[Task directions]
Sort through the listing below and keep each line with the word "credit". Copy those.

........

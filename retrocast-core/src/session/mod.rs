//! Per-connection session protocol.
//!
//! [`engine`] holds the generic two-loop runner; [`stream`] is the
//! behavior the server plugs into it for viewers.

pub mod credit;
pub mod engine;
pub mod status;
pub mod stream;

pub use credit::FlowCredit;
pub use engine::{Outbound, SessionBehavior, SessionContext, SessionId, run_session};
pub use status::SessionStatus;
pub use stream::{StreamChannels, StreamSession, StreamSettings};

........

[Exercise answer]
pub mod credit;
pub use credit::FlowCredit;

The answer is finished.